The Kulung are the people of Rai and Kirant descent and their language of the same name, inhabiting Nepal and parts of northeastern India. The Kulung people trace lineage to the Mongoloids and the language belongs to the Sino-Tibetan language family.[1][2] It is closely related to the fellow Kiranti languages Bantawa and Puma. Alternate names for the language include Khulunge Rai, Kulu Ring, Khulung and Kholung.[1]

Contents

[edit] Origin

The Kulung trace their lineage to the Mongol race and the broader family of Kiranti communities spread across eastern Nepal, claiming descent from the Kiranti ruler Khambu.[2] The early Kulung people migrated from the Tarai - the lowlands of Nepal and settled in the Hongu valley.[3] The ethno-linguistic region inhabited by the Kulungs is called the "Mahakulung" (Greater Kulung) is located in the Sagarmatha Zone.[1] It specifically refers to the Hongu valley, comprising of Gudel, Chheskam, Bung and Sotang, as well as villages in the Sankhuwasawa District and the valleys of the Hongu, Sangkhuwa and Siswa rivers.[1]

[edit] People

According to the 2001 census in Nepal, the Kulung-speaking peoples number 18,686; other estimates state about 15,000 speakers.[4][1] There are tendencies of small communities considering themselves Kulung, but not necessarily belonging to the same origin; these are possibly absorbed into the wider Kulung peoples. The Kulung practise exogamous clan marriage and are protective in their language use.[4] Up to 50% of the population can understand the Nepali language at a basic level.[1] Only Kulung people who live on the border with other language groups speak other languages. The Kulung people are primarily engaged in agriculture, cultivating millet and maize, as well as being hunters and fishermen.[4] They practise traditional religion as well as Hinduism and Buddhism.[1] Unlike most Hindus and Buddhists in Nepal, the Kulung bury their dead instead of cremating.[4]

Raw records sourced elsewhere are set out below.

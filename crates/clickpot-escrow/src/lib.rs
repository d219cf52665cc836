//! # clickpot-escrow
//!
//! **Credit custody plane**: balance accounting, the escrow ledger, and
//! the stake matchmaking queue.
//!
//! ## Architecture
//!
//! Custody sits between the session directory and game sessions:
//! 1. **BalanceBook**: available credits per identity, the source of truth
//! 2. **EscrowLedger**: atomically debits and locks stakes, settles pots,
//!    and keeps the bounded transaction log
//! 3. **MatchmakingQueue**: pairs waiting stakes of equal amount, FIFO
//!
//! ## Stake Flow
//!
//! ```text
//! queue:join → EscrowLedger.lock() → MatchmakingQueue.queue_stake()
//!            → (paired) mark_matched() × 2 → attach_room() → session
//!            → settle() → payouts back into the BalanceBook
//! ```
//!
//! Every credit entering a pot **must** pass through an escrow lock.

pub mod balance_book;
pub mod ledger;
pub mod queue;

pub use balance_book::BalanceBook;
pub use ledger::{EscrowLedger, Settlement};
pub use queue::{MatchmakingQueue, QueueOutcome, StakeOffer};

[edit] Language and grammar

Dialects of the Kulung language include Sotang (Sotaring, Sottaring), Mahakulung, Tamachhang, Pidisoi, Chhapkoa, Pelmung, Namlung and Khambu.[1] Kulung distinguishes between eight vowels and 11 diphthongs. There are three series of stops: dorso-velar, dental and labial, each serie having an unaspirated voiceless, aspirated voiceless and an unaspirated voiced variant. There are three voiced nasals, four approximants, one vibrant, one fricative and three affricates.[5]

In Kulung, a distinction can be made between the categories nouns, adjectives and personal pronouns. The 13 cases found in Kulung are absolutive, ergative, instrumental, genitive, vocative, and four different locatives (depending on deictic categories like 'up', 'down', etc.), comitative, ablative, elative and mediative.[5] Personal pronouns are distinguished for three persons, three numbers, and in the non-singular first person between inclusive and exclusive. Possessive pronouns appear as prefixes that may appear before the noun. Adjectives form a separate category in Kulung and are formed by the addition of an affix to a verb stem.[5]

The Kulung verb is characterised by a system of complex prominalistan, in which paradigmatic stem alternation is found. Personal endings consist of morphemes expressing notion like tense, agent, patient, number and exclusivity. Depending on the number of verbal stems and their position in the verbal paradigm, every verb in Kulung belongs to a certain conjugation type.[5] Complete conjugations of verbs belonging to the different conjugation types are presented in the second appendix. Like in other Kiranti languages, compound verbs are found in Kulung. These compound verbs consist of a verb stem and an auxiliary that adds semantic notions to the main verb. Other verbal constructions found in Kulung are a gerund, imperative, supine and an infinitive.[5]